While neurons are the more commonly studied brain cells, Kruyer’s team focused on another type of cell called an astrocyte. Astrocytes support neurons by supplying metabolic energy, providing the building blocks for neurotransmitters and regulating synaptic activity by shielding or exposing different receptors.
“Astrocytes are a kind of protective cell that can restore synaptic homeostasis,” Kruyer said. “They are super dynamic relative to the synapse, and they’re moving toward and away from the synapse in real time in a way that can impact drug seeking. So if you prevent this reassociation with synapses during relapse, you can increase and prolong relapse.”
A New Approach
But Kruyer’s animal model wasn’t translatable to human subjects, so the team focused on an astrocyte protein that essentially acts as the cell’s cytoskeleton.
“We thought if we could figure out a way to translate what we’re seeing at the synaptic level to changes in the cytoskeleton, maybe we could see if astrocytes are doing something critical during relapse in humans,” Kruyer said.
That’s when Kruyer called Labate and Marini for help.
“A central focus of my research is the development and application of mathematical techniques to uncover meaningful patterns in non-Euclidean data, such as the analysis of complex shapes,” Labate said. “The study of astrocytes provides an ideal setting for this type of investigation – these cells are highly heterogeneous, varying widely in size and shape, and are capable of dynamically remodeling their morphology in response to external stimuli.”
Labate and Marini used machine learning to train a computer to recognize astrocyte cells in images, similar to how recognition software identifies objects like cars or people in photographs. Once the computer found an astrocyte, it measured 15 structural features – including size, elongation and branching properties to better understand how they were different.
The team then applied the computer model to identify subpopulations of astrocytes in the nucleus accumbens, a region of the brain associated with drug relapse. The model could determine the cells’ origin with 80% accuracy, suggesting that astrocytes are not a homogenous group as once thought. Instead, their structure — specifically their shape and size — appears to vary by location and may be linked to differences in function.

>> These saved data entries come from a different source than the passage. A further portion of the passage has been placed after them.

/// Task state definitions for tracking crawl progress
///
/// Only `Completed` and `Failed` are ever persisted. `Pending` is the absence
/// of a record and `Running` exists only in memory.
use crate::CrawlError;
use std::fmt;

/// Represents the current state of a task in the crawl process
#[derive(Debug, Clone, Copy, PartialEq, Eq, Hash)]
pub enum TaskState {
    /// Planned but not yet started (or interrupted before finishing)
    Pending,

    /// Currently being crawled
    Running,

    /// Listing, filtering and detail resolution all finished
    Completed,

    /// Gave up after an unrecoverable error; eligible again on the next run
    Failed,
}

impl TaskState {
    /// Returns true if this state ends a task for the current run
    pub fn is_terminal(&self) -> bool {
        matches!(self, Self::Completed | Self::Failed)
    }

    /// Returns true if this state is written to the checkpoint
    pub fn is_durable(&self) -> bool {
        self.is_terminal()
    }

    /// Returns true if a task in this state may start running
    ///
    /// Completed tasks are never re-run; failed ones are retried on a later run.
    pub fn is_eligible(&self) -> bool {
        matches!(self, Self::Pending | Self::Failed)
    }

    /// Checks whether moving to `next` is a legal transition
    pub fn can_transition_to(&self, next: TaskState) -> bool {
        matches!(
            (self, next),
            (Self::Pending, Self::Running)
                | (Self::Failed, Self::Running)
                | (Self::Running, Self::Completed)
                | (Self::Running, Self::Failed)
                | (Self::Running, Self::Pending)
        )
    }

    /// Returns `next` if the transition is legal
    pub fn transition(self, next: TaskState) -> Result<TaskState, CrawlError> {
        if self.can_transition_to(next) {
            Ok(next)
        } else {
            Err(CrawlError::InvalidTransition {
                from: self,
                to: next,
            })
        }
    }

    pub fn as_str(&self) -> &'static str {
        match self {
            Self::Pending => "pending",
            Self::Running => "running",
            Self::Completed => "completed",
            Self::Failed => "failed",
        }
    }

    pub fn all_states() -> [TaskState; 4] {
        [Self::Pending, Self::Running, Self::Completed, Self::Failed]
    }
}

impl fmt::Display for TaskState {
    fn fmt(&self, f: &mut fmt::Formatter<'_>) -> fmt::Result {
        write!(f, "{}", self.as_str())
    }
}
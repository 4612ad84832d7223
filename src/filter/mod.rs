//! Genre filtering
//!
//! Decides whether a title belongs to the target genre from three signals:
//!
//! | Signal | Source | Match |
//! |--------|--------|-------|
//! | (a) listing label | category page heading and item labels | genre token as a whole word |
//! | (b) page genres | infobox "Genre" row and page categories | genre token as a whole word |
//! | (c) description | first substantial paragraph | any curated keyword or phrase |
//!
//! A title is in scope if any signal matches. Missing data never counts as a
//! match, so a title whose page could not be fetched is only kept when its
//! listing already confirmed it.

use crate::checkpoint::DetailInfo;
use crate::config::FilterConfig;
use crate::crawler::CandidateEntity;
use crate::ConfigError;
use regex::{Regex, RegexBuilder};

/// Outcome of the listing-only check
#[derive(Debug, Clone, Copy, PartialEq, Eq)]
pub enum FilterDecision {
    /// The listing labels already place the title in the genre
    Confirmed,

    /// The film page must be inspected before deciding
    NeedsDetail,
}

/// Compiled genre and keyword matchers
#[derive(Debug, Clone)]
pub struct GenreFilter {
    genre: String,
    genre_pattern: Regex,
    keyword_pattern: Option<Regex>,
}

impl GenreFilter {
    /// Compiles a filter for `genre` with the given description keywords
    ///
    /// Keywords may be phrases; whitespace inside a phrase matches any run of
    /// whitespace. Blank keywords are ignored.
    pub fn new(genre: &str, keywords: &[String]) -> Result<Self, ConfigError> {
        let genre = genre.trim();
        if genre.is_empty() {
            return Err(ConfigError::Validation(
                "filter genre must not be empty".to_string(),
            ));
        }

        let genre_pattern = whole_word(&phrase_pattern(genre))?;

        let alternatives: Vec<String> = keywords
            .iter()
            .map(|k| k.trim())
            .filter(|k| !k.is_empty())
            .map(phrase_pattern)
            .collect();
        let keyword_pattern = if alternatives.is_empty() {
            None
        } else {
            Some(whole_word(&format!("(?:{})", alternatives.join("|")))?)
        };

        Ok(Self {
            genre: genre.to_string(),
            genre_pattern,
            keyword_pattern,
        })
    }

    pub fn from_config(config: &FilterConfig) -> Result<Self, ConfigError> {
        Self::new(&config.genre, &config.keywords)
    }

    pub fn genre(&self) -> &str {
        &self.genre
    }

    /// Checks the listing labels only (signal a)
    pub fn pre_filter(&self, entity: &CandidateEntity) -> FilterDecision {
        if self.matches_labels(&entity.labels) {
            FilterDecision::Confirmed
        } else {
            FilterDecision::NeedsDetail
        }
    }

    /// Checks the page genres and description (signals b and c)
    ///
    /// `None` means the page could not be resolved; the title is excluded.
    pub fn post_filter(&self, detail: Option<&DetailInfo>) -> bool {
        let Some(detail) = detail else {
            return false;
        };

        detail.genres.iter().any(|g| self.genre_pattern.is_match(g))
            || detail
                .description
                .as_deref()
                .is_some_and(|d| self.matches_description(d))
    }

    pub fn matches_labels(&self, labels: &[String]) -> bool {
        labels.iter().any(|label| self.genre_pattern.is_match(label))
    }

    pub fn matches_description(&self, description: &str) -> bool {
        self.keyword_pattern
            .as_ref()
            .is_some_and(|pattern| pattern.is_match(description))
    }
}

fn phrase_pattern(phrase: &str) -> String {
    phrase
        .split_whitespace()
        .map(regex::escape)
        .collect::<Vec<_>>()
        .join(r"\s+")
}

fn whole_word(pattern: &str) -> Result<Regex, ConfigError> {
    RegexBuilder::new(&format!(r"\b{}\b", pattern))
        .case_insensitive(true)
        .build()
        .map_err(|e| ConfigError::Validation(format!("invalid filter pattern: {}", e)))
}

Using the animal model and the knowledge gained from the computer models, they found these astrocyte subpopulations appear to shrink and become less malleable after exposure to heroin.
“These data suggest that heroin is doing something molecularly that makes astrocytes less able to respond to synaptic activity and maintain homeostasis,” Kruyer said.
Next Steps
As the team continues to uncover the specific mechanisms of astrocytes, their findings could inform the development of new treatments for addiction – aimed at restoring or replacing the normal functions of astrocytes that are disrupted by heroin exposure.
Additionally, the machine learning method Labate and Marini developed can be adapted and applied to other types of cells with intricate structures.
“By enabling precise quantification and comparison of single-cell morphological features, this approach opens the door to the development of novel techniques for identifying cellular or molecular biomarkers that reflect biological processes, disease states or responses to therapeutic interventions,” Labate said. “More broadly, our work introduces a new quantitative framework for uncovering and validating fundamental mechanistic models underlying complex brain conditions, such as drug addiction.”
For Marini, the work with the UC team emphasized the importance of interdisciplinary collaboration in advancing brain research.
“Collaborating with the University of Cincinnati on this study has been incredibly rewarding,” Marini said. “By uncovering how astrocytes are altered by heroin use, we’re opening new doors not just for addiction research, but for understanding the brain’s response to a wide range of drugs and neurological conditions. This kind of work is essential for developing better drug addiction treatments in the future.”